Work request: Scan the entries for the string "impl" and give the number of lines that have it, nothing further.

Dataset records:
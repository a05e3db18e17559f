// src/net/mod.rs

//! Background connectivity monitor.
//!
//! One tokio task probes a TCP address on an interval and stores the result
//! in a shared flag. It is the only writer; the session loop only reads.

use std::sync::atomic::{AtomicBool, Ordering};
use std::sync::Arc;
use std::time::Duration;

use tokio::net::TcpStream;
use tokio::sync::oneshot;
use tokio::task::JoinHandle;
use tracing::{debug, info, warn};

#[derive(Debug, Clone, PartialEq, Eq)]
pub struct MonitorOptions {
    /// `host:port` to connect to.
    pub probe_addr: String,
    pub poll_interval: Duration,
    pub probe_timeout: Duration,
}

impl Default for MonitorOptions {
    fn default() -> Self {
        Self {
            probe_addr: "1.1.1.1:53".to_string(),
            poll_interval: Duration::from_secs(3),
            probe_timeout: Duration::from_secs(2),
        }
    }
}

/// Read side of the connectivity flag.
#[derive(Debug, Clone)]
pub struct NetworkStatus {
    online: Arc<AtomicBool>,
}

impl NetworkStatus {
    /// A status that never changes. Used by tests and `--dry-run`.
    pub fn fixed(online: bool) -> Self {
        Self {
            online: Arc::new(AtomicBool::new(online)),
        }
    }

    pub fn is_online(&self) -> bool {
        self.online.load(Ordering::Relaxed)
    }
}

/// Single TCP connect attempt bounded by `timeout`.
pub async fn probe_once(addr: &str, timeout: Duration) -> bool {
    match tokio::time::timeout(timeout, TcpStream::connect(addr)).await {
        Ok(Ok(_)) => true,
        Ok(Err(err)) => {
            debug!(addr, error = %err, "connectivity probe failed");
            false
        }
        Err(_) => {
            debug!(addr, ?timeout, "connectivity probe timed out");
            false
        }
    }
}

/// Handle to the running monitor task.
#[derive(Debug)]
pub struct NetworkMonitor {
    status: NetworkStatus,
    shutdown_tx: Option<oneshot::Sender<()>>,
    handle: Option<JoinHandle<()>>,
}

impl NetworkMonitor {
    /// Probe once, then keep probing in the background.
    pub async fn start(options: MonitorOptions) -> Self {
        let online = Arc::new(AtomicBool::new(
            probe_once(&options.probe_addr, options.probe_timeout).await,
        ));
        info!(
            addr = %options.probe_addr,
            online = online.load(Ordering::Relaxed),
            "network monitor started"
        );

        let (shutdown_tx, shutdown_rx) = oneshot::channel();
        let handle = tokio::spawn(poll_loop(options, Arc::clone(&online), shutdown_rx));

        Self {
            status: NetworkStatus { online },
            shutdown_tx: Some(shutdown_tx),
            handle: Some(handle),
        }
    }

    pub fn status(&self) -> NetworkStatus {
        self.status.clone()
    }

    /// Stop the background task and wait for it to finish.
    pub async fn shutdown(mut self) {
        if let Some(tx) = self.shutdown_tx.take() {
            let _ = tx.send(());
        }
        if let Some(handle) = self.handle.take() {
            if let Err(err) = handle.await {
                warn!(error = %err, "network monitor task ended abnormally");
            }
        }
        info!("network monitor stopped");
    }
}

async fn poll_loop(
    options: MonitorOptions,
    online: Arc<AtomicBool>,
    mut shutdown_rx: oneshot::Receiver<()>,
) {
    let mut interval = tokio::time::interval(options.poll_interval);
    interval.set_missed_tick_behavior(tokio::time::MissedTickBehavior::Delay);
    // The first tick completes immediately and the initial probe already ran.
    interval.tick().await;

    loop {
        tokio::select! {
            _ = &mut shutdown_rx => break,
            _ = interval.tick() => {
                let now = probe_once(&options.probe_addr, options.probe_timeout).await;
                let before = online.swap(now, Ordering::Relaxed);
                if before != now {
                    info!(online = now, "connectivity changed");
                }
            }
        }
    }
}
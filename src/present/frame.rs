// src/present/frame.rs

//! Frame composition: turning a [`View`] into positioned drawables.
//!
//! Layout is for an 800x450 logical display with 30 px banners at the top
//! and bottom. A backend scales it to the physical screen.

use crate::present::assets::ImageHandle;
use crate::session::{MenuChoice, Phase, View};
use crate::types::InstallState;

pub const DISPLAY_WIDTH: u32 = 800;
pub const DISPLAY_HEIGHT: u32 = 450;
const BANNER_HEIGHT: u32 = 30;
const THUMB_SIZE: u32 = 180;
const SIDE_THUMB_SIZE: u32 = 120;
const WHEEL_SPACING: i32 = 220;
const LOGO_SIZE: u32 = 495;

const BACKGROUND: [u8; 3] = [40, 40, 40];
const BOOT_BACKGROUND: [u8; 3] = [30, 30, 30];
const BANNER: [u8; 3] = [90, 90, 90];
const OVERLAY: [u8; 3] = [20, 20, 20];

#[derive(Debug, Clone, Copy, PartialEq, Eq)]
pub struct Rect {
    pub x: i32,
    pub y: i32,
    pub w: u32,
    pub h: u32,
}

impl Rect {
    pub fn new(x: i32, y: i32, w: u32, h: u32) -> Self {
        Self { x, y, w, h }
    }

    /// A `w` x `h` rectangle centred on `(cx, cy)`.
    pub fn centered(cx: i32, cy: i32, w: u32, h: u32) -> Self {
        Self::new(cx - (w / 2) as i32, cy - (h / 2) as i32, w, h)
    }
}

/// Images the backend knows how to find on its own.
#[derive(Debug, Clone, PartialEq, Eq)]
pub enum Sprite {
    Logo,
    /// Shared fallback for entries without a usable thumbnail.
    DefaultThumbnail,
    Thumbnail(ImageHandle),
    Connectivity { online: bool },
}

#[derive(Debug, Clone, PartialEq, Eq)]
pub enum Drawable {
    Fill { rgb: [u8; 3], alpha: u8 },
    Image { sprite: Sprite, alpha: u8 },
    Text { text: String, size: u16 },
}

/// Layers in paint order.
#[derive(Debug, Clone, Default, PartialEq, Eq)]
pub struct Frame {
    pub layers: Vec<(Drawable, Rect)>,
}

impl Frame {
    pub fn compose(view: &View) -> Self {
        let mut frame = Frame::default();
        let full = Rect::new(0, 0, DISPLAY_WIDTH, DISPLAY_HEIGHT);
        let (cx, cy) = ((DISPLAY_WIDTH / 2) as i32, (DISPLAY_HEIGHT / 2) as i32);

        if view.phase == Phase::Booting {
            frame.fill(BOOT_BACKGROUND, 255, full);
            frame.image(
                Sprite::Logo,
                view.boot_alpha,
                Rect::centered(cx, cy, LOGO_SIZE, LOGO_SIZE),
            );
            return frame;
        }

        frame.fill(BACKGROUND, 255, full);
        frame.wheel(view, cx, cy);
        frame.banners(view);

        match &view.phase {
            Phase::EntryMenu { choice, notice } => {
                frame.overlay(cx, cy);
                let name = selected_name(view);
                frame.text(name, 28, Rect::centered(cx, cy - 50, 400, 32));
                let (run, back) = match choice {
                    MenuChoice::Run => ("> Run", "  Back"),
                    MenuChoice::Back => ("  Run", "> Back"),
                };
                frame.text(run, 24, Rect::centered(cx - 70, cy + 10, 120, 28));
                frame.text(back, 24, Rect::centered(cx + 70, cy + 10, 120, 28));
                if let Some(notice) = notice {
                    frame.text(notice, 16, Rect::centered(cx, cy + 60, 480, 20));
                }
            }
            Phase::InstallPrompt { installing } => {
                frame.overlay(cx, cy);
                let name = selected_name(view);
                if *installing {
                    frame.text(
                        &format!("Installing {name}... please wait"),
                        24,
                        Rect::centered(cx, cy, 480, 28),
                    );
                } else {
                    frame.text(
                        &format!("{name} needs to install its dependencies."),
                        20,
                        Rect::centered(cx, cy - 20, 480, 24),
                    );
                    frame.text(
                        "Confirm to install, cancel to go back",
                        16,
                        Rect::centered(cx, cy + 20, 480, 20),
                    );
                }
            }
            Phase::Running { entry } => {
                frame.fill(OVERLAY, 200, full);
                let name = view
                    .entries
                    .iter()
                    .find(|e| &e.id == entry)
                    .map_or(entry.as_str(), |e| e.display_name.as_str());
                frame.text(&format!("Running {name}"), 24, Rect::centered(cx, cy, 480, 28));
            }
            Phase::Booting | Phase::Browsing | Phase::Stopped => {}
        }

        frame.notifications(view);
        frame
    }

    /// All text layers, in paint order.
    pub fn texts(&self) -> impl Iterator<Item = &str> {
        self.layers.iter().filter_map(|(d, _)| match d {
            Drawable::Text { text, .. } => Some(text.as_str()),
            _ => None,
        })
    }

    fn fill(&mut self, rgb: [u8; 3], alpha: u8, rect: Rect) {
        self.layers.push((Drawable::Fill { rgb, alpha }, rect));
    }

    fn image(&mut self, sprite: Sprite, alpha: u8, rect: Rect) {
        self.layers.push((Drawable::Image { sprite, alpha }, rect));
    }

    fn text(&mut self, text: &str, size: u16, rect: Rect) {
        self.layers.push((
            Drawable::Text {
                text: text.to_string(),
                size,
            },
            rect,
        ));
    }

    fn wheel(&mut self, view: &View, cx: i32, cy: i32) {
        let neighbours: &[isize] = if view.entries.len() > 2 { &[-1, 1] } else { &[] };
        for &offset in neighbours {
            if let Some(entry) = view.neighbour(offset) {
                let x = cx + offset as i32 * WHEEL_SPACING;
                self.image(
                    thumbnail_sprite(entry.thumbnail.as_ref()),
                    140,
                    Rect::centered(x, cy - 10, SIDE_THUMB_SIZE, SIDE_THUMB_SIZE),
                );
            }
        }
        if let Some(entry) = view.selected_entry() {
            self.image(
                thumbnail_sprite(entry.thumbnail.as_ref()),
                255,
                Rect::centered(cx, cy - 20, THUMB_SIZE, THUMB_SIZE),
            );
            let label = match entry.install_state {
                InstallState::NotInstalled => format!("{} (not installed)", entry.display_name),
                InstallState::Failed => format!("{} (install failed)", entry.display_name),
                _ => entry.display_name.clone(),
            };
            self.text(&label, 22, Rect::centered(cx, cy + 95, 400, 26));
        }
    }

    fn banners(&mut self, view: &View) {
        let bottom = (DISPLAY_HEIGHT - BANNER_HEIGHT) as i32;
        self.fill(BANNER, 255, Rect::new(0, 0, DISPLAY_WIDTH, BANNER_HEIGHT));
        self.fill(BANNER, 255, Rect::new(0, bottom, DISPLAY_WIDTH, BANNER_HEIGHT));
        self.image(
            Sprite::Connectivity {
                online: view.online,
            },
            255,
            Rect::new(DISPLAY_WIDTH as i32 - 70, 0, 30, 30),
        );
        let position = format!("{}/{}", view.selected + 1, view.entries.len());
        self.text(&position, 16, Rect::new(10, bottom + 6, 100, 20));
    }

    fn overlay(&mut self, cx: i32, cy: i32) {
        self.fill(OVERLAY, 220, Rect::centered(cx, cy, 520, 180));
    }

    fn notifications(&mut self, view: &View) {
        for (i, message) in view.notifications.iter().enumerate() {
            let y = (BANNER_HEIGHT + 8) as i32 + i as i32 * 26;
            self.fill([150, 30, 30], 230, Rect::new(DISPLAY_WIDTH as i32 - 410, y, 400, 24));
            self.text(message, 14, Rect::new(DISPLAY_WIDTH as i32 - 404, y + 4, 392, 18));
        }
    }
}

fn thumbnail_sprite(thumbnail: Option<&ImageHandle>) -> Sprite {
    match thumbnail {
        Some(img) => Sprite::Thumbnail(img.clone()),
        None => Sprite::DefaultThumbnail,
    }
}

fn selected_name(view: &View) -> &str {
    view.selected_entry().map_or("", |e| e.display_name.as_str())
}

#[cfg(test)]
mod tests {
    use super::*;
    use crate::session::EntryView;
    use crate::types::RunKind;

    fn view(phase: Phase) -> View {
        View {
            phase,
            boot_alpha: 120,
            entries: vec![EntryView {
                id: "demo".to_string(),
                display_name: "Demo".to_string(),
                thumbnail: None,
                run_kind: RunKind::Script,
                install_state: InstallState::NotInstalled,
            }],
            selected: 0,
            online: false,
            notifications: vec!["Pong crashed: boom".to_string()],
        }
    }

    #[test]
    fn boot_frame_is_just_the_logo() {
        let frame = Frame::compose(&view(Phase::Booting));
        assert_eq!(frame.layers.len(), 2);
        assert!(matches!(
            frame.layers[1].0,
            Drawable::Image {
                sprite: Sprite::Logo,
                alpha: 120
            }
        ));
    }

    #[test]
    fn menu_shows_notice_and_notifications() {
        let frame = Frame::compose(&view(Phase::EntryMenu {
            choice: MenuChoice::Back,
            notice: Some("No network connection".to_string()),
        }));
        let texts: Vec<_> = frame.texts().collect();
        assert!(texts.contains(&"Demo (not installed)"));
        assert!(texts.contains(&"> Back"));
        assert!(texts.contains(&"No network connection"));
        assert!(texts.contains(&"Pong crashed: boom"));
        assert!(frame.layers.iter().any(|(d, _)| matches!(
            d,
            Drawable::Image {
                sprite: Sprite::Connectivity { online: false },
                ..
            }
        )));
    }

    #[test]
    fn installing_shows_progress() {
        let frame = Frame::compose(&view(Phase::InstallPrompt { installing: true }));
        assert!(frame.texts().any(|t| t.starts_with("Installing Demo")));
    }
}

Task result: 6